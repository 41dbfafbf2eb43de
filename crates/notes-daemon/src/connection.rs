//! One accepted WebSocket connection to the relay.
//!
//! The read half runs in its own task and reports frames, handshakes and
//! the close to the relay over a channel. The write half sits behind a
//! mutex so the relay can send from anywhere.

use crate::message::{HandshakeMessage, MAX_MESSAGE_SIZE};
use anyhow::{Result, anyhow};
use futures::stream::{SplitSink, SplitStream};
use futures::{SinkExt, StreamExt};
use note_sync::{ParticipantId, RoomId};
use tokio::net::TcpStream;
use tokio::sync::{Mutex, mpsc};
use tokio::task::JoinHandle;
use tokio_tungstenite::{
    WebSocketStream,
    tungstenite::{Error as WsError, Message},
};
use tracing::{debug, error, warn};

/// Server-assigned connection id, valid for the life of the relay.
pub type ConnId = u64;

/// Event emitted by a connection's read task.
#[derive(Debug)]
pub enum ConnectionEvent {
    /// A room frame
    Frame { conn_id: ConnId, data: Vec<u8> },
    /// The connection asked to join a room
    Handshake {
        conn_id: ConnId,
        participant: ParticipantId,
        room: RoomId,
    },
    /// Connection was closed
    Closed { conn_id: ConnId },
}

type WsSink = SplitSink<WebSocketStream<TcpStream>, Message>;
type WsSource = SplitStream<WebSocketStream<TcpStream>>;

/// A single WebSocket connection from a participant.
pub struct RoomConnection {
    pub conn_id: ConnId,
    write: Mutex<WsSink>,
    reader: Option<JoinHandle<()>>,
}

impl RoomConnection {
    /// Wrap a WebSocket stream and spawn its read task.
    pub fn new(
        conn_id: ConnId,
        ws_stream: WebSocketStream<TcpStream>,
        event_tx: mpsc::UnboundedSender<ConnectionEvent>,
    ) -> Self {
        let (write, read) = ws_stream.split();
        let reader = tokio::spawn(Self::read_loop(conn_id, read, event_tx));

        Self {
            conn_id,
            write: Mutex::new(write),
            reader: Some(reader),
        }
    }

    async fn read_loop(
        conn_id: ConnId,
        mut read: WsSource,
        event_tx: mpsc::UnboundedSender<ConnectionEvent>,
    ) {
        while let Some(next) = read.next().await {
            let data = match next {
                Ok(Message::Binary(data)) => data.to_vec(),
                Ok(Message::Text(text)) => text.as_bytes().to_vec(),
                Ok(Message::Close(_)) => {
                    debug!("conn-{} sent close", conn_id);
                    break;
                }
                Ok(_) => continue,
                Err(WsError::ConnectionClosed | WsError::AlreadyClosed) => break,
                Err(e) => {
                    error!("conn-{} failed: {}", conn_id, e);
                    break;
                }
            };

            if data.len() > MAX_MESSAGE_SIZE {
                warn!(
                    "Dropping {} byte frame from conn-{} (limit {})",
                    data.len(),
                    conn_id,
                    MAX_MESSAGE_SIZE
                );
                continue;
            }

            let event = match HandshakeMessage::from_binary(&data) {
                Some(handshake) => ConnectionEvent::Handshake {
                    conn_id,
                    participant: handshake.participant_id,
                    room: RoomId::from(handshake.room),
                },
                None => ConnectionEvent::Frame { conn_id, data },
            };
            if event_tx.send(event).is_err() {
                // Relay shut down
                return;
            }
        }

        debug!("conn-{} closed", conn_id);
        let _ = event_tx.send(ConnectionEvent::Closed { conn_id });
    }

    /// Send one binary frame.
    pub async fn send(&self, data: &[u8]) -> Result<()> {
        self.write
            .lock()
            .await
            .send(Message::binary(data.to_vec()))
            .await
            .map_err(|e| anyhow!("Failed to send to conn-{}: {}", self.conn_id, e))
    }

    /// Acknowledge a join with the number of other members.
    pub async fn send_accept(
        &self,
        participant: ParticipantId,
        room: &RoomId,
        peers: usize,
    ) -> Result<()> {
        let ack = HandshakeMessage::accept(participant, room.as_str(), peers).to_binary()?;
        self.send(&ack).await
    }
}

impl Drop for RoomConnection {
    fn drop(&mut self) {
        if let Some(reader) = self.reader.take() {
            reader.abort();
        }
    }
}
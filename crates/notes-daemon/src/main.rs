//! notes-daemon: room relay and headless note editor.
//!
//! `relay` runs the WebSocket relay that collaborative sessions join.
//! `edit` opens an editing session backed by a SQLite store, reading note
//! text from stdin. `history` and `delete` work on persisted notes.

use anyhow::{Context, Result};
use clap::{Args, Parser, Subcommand};
use note_sync::{
    DeleteError, EventBus, NoteContext, NoteId, NoteKind, NoteLifecycle, NoteWorkspace,
    Participant, RoomTransport, SessionDeps, SessionEvent, SyncConfig, UserId,
};
use notes_daemon::{ConsoleCommand, Flow, RelayServer, SqliteStore, WsTransport, console};
use std::path::PathBuf;
use std::process::ExitCode;
use std::sync::Arc;
use tokio::io::{AsyncBufReadExt, BufReader};
use tracing::{debug, info, warn};
use tracing_subscriber::EnvFilter;

#[derive(Parser, Debug)]
#[command(name = "notes-daemon")]
#[command(about = "Collaborative note relay and headless editor")]
struct Cli {
    /// Session configuration file (JSON, created with defaults if missing)
    #[arg(long, global = true)]
    config: Option<PathBuf>,

    /// Enable verbose logging
    #[arg(long, global = true)]
    verbose: bool,

    #[command(subcommand)]
    command: Command,
}

#[derive(Subcommand, Debug)]
enum Command {
    /// Run the WebSocket room relay
    Relay {
        /// Address to listen on
        #[arg(short, long, default_value = "0.0.0.0:9427")]
        listen: String,
    },

    /// Edit a note. Each stdin line replaces the note text (`\n` for a line
    /// break); `:new` saves and starts a new note, `:show` prints the text,
    /// `:quit` saves and exits.
    Edit {
        #[command(flatten)]
        note: NoteArgs,

        /// Your user id
        #[arg(long)]
        user: String,

        /// Display name shown to other participants
        #[arg(long)]
        name: Option<String>,

        /// Relay URL (overrides the config file)
        #[arg(long)]
        relay: Option<String>,

        #[command(flatten)]
        db: DbArgs,
    },

    /// List the notes of an entity, newest first
    History {
        #[command(flatten)]
        note: NoteArgs,

        #[command(flatten)]
        db: DbArgs,
    },

    /// Delete one of your notes
    Delete {
        #[command(flatten)]
        note: NoteArgs,

        /// Id of the note to delete
        #[arg(long)]
        note_id: NoteId,

        /// Your user id
        #[arg(long)]
        user: String,

        #[command(flatten)]
        db: DbArgs,
    },
}

#[derive(Args, Debug)]
struct NoteArgs {
    /// What the note is about: application, investment, person or meeting
    #[arg(long)]
    kind: NoteKind,

    /// Id of the application, investment, person or meeting
    #[arg(long)]
    id: String,
}

impl NoteArgs {
    fn context(&self) -> Result<NoteContext> {
        NoteContext::new(self.kind, self.id.clone()).context("Invalid note context")
    }
}

#[derive(Args, Debug)]
struct DbArgs {
    /// SQLite database holding the notes
    #[arg(long, default_value = "notes.db")]
    db: PathBuf,
}

impl DbArgs {
    fn open(&self) -> Result<Arc<SqliteStore>> {
        let store = SqliteStore::open(&self.db)
            .with_context(|| format!("Failed to open note store {:?}", self.db))?;
        Ok(Arc::new(store))
    }
}

fn load_config(path: Option<&PathBuf>) -> Result<SyncConfig> {
    match path {
        Some(path) => SyncConfig::load(path).context("Failed to load config"),
        None => Ok(SyncConfig::default()),
    }
}

#[tokio::main]
async fn main() -> Result<ExitCode> {
    let cli = Cli::parse();

    // Set up logging - respects RUST_LOG env var, defaults to info (or debug with --verbose)
    let default_filter = if cli.verbose {
        "debug,notes_daemon=debug,note_sync=debug"
    } else {
        "info,notes_daemon=info"
    };
    let filter =
        EnvFilter::try_from_default_env().unwrap_or_else(|_| EnvFilter::new(default_filter));
    tracing_subscriber::fmt()
        .with_env_filter(filter)
        .with_writer(std::io::stderr)
        .init();

    let config = load_config(cli.config.as_ref())?;

    match cli.command {
        Command::Relay { listen } => run_relay(&listen).await,
        Command::Edit {
            note,
            user,
            name,
            relay,
            db,
        } => {
            let mut config = config;
            if relay.is_some() {
                config.relay_url = relay;
            }
            let display_name = name.unwrap_or_else(|| user.clone());
            run_edit(
                note.context()?,
                Participant::new(user, display_name),
                db.open()?,
                config,
            )
            .await
        }
        Command::History { note, db } => run_history(note.context()?, db.open()?).await,
        Command::Delete {
            note,
            note_id,
            user,
            db,
        } => run_delete(note.context()?, note_id, UserId::new(user), db.open()?).await,
    }
}

async fn run_relay(listen: &str) -> Result<ExitCode> {
    info!("Starting notes relay");
    let listener = RelayServer::bind(listen)
        .await
        .with_context(|| format!("Failed to listen on {}", listen))?;

    info!("Relay running. Press Ctrl+C to stop.");
    tokio::select! {
        _ = RelayServer::new().run(listener) => {}
        _ = tokio::signal::ctrl_c() => {
            info!("Shutdown signal received");
        }
    }

    info!("Shutting down");
    Ok(ExitCode::SUCCESS)
}

async fn run_edit(
    ctx: NoteContext,
    participant: Participant,
    store: Arc<SqliteStore>,
    config: SyncConfig,
) -> Result<ExitCode> {
    let transport = config
        .relay_url
        .as_ref()
        .map(|url| Arc::new(WsTransport::new(url.clone())) as Arc<dyn RoomTransport>);
    let deps = SessionDeps {
        store,
        transport,
        config,
    };

    let events = Arc::new(EventBus::new());
    let _printer = events.subscribe(|event| match event {
        SessionEvent::BufferChanged {
            local: false,
            content,
        } => println!("<< {}", content.replace('\n', "\\n")),
        SessionEvent::PresenceChanged { participants } => {
            let names: Vec<String> = participants
                .iter()
                .map(|p| {
                    if p.is_typing {
                        format!("{} (typing)", p.display_name)
                    } else {
                        p.display_name.clone()
                    }
                })
                .collect();
            eprintln!("-- here: {}", names.join(", "));
        }
        SessionEvent::StatusChanged { status } => debug!("Save status: {:?}", status),
        SessionEvent::HistoryChanged { deleted_id } => {
            eprintln!("-- note {} was deleted", deleted_id)
        }
        _ => {}
    });

    let mut workspace = NoteWorkspace::new(deps, participant, Arc::clone(&events));
    let session = workspace
        .switch_to(ctx)
        .await
        .context("Failed to open editing session")?;
    println!("{}", console::escape(&session.content()));

    let mut lines = BufReader::new(tokio::io::stdin()).lines();
    loop {
        let line = tokio::select! {
            line = lines.next_line() => line,
            _ = tokio::signal::ctrl_c() => Ok(None),
        };
        let line = match line {
            Ok(Some(line)) => line,
            Ok(None) => break,
            Err(e) => {
                warn!("Failed to read stdin, closing the note: {}", e);
                break;
            }
        };
        let Some(session) = workspace.current() else {
            break;
        };
        if console::apply(session, ConsoleCommand::parse(&line)).await == Flow::Quit {
            break;
        }
    }

    workspace.close().await.context("Failed to save note")?;
    Ok(ExitCode::SUCCESS)
}

async fn run_history(ctx: NoteContext, store: Arc<SqliteStore>) -> Result<ExitCode> {
    let notes = NoteLifecycle::new(store)
        .history(&ctx, None)
        .await
        .with_context(|| format!("Failed to list notes for {}", ctx))?;

    for note in notes {
        let date = note
            .meeting_date
            .map_or_else(|| "-".to_string(), |d| d.to_string());
        let preview = note.content.lines().next().unwrap_or("");
        println!(
            "{}  {}  {}  {}  {}",
            note.id,
            note.created_at.format("%Y-%m-%d %H:%M"),
            note.user_id,
            date,
            preview
        );
    }
    Ok(ExitCode::SUCCESS)
}

async fn run_delete(
    ctx: NoteContext,
    id: NoteId,
    user: UserId,
    store: Arc<SqliteStore>,
) -> Result<ExitCode> {
    match NoteLifecycle::new(store).delete(&ctx, id, &user).await {
        Ok(()) => {
            println!("Deleted {}", id);
            Ok(ExitCode::SUCCESS)
        }
        Err(DeleteError::PermissionDenied(_)) => {
            eprintln!("You do not have permission to delete note {}", id);
            Ok(ExitCode::from(2))
        }
        Err(e) => Err(e).with_context(|| format!("Failed to delete note {}, try again", id)),
    }
}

Your assignment:
Output exactly the line containing "line = lines.next_line()" together with every line after it, ending at the final line of the entries.

Answer to the exercise:
            line = lines.next_line() => line,
            _ = tokio::signal::ctrl_c() => Ok(None),
        };
        let line = match line {
            Ok(Some(line)) => line,
            Ok(None) => break,
            Err(e) => {
                warn!("Failed to read stdin, closing the note: {}", e);
                break;
            }
        };
        let Some(session) = workspace.current() else {
            break;
        };
        if console::apply(session, ConsoleCommand::parse(&line)).await == Flow::Quit {
            break;
        }
    }

    workspace.close().await.context("Failed to save note")?;
    Ok(ExitCode::SUCCESS)
}

async fn run_history(ctx: NoteContext, store: Arc<SqliteStore>) -> Result<ExitCode> {
    let notes = NoteLifecycle::new(store)
        .history(&ctx, None)
        .await
        .with_context(|| format!("Failed to list notes for {}", ctx))?;

    for note in notes {
        let date = note
            .meeting_date
            .map_or_else(|| "-".to_string(), |d| d.to_string());
        let preview = note.content.lines().next().unwrap_or("");
        println!(
            "{}  {}  {}  {}  {}",
            note.id,
            note.created_at.format("%Y-%m-%d %H:%M"),
            note.user_id,
            date,
            preview
        );
    }
    Ok(ExitCode::SUCCESS)
}

async fn run_delete(
    ctx: NoteContext,
    id: NoteId,
    user: UserId,
    store: Arc<SqliteStore>,
) -> Result<ExitCode> {
    match NoteLifecycle::new(store).delete(&ctx, id, &user).await {
        Ok(()) => {
            println!("Deleted {}", id);
            Ok(ExitCode::SUCCESS)
        }
        Err(DeleteError::PermissionDenied(_)) => {
            eprintln!("You do not have permission to delete note {}", id);
            Ok(ExitCode::from(2))
        }
        Err(e) => Err(e).with_context(|| format!("Failed to delete note {}, try again", id)),
    }
}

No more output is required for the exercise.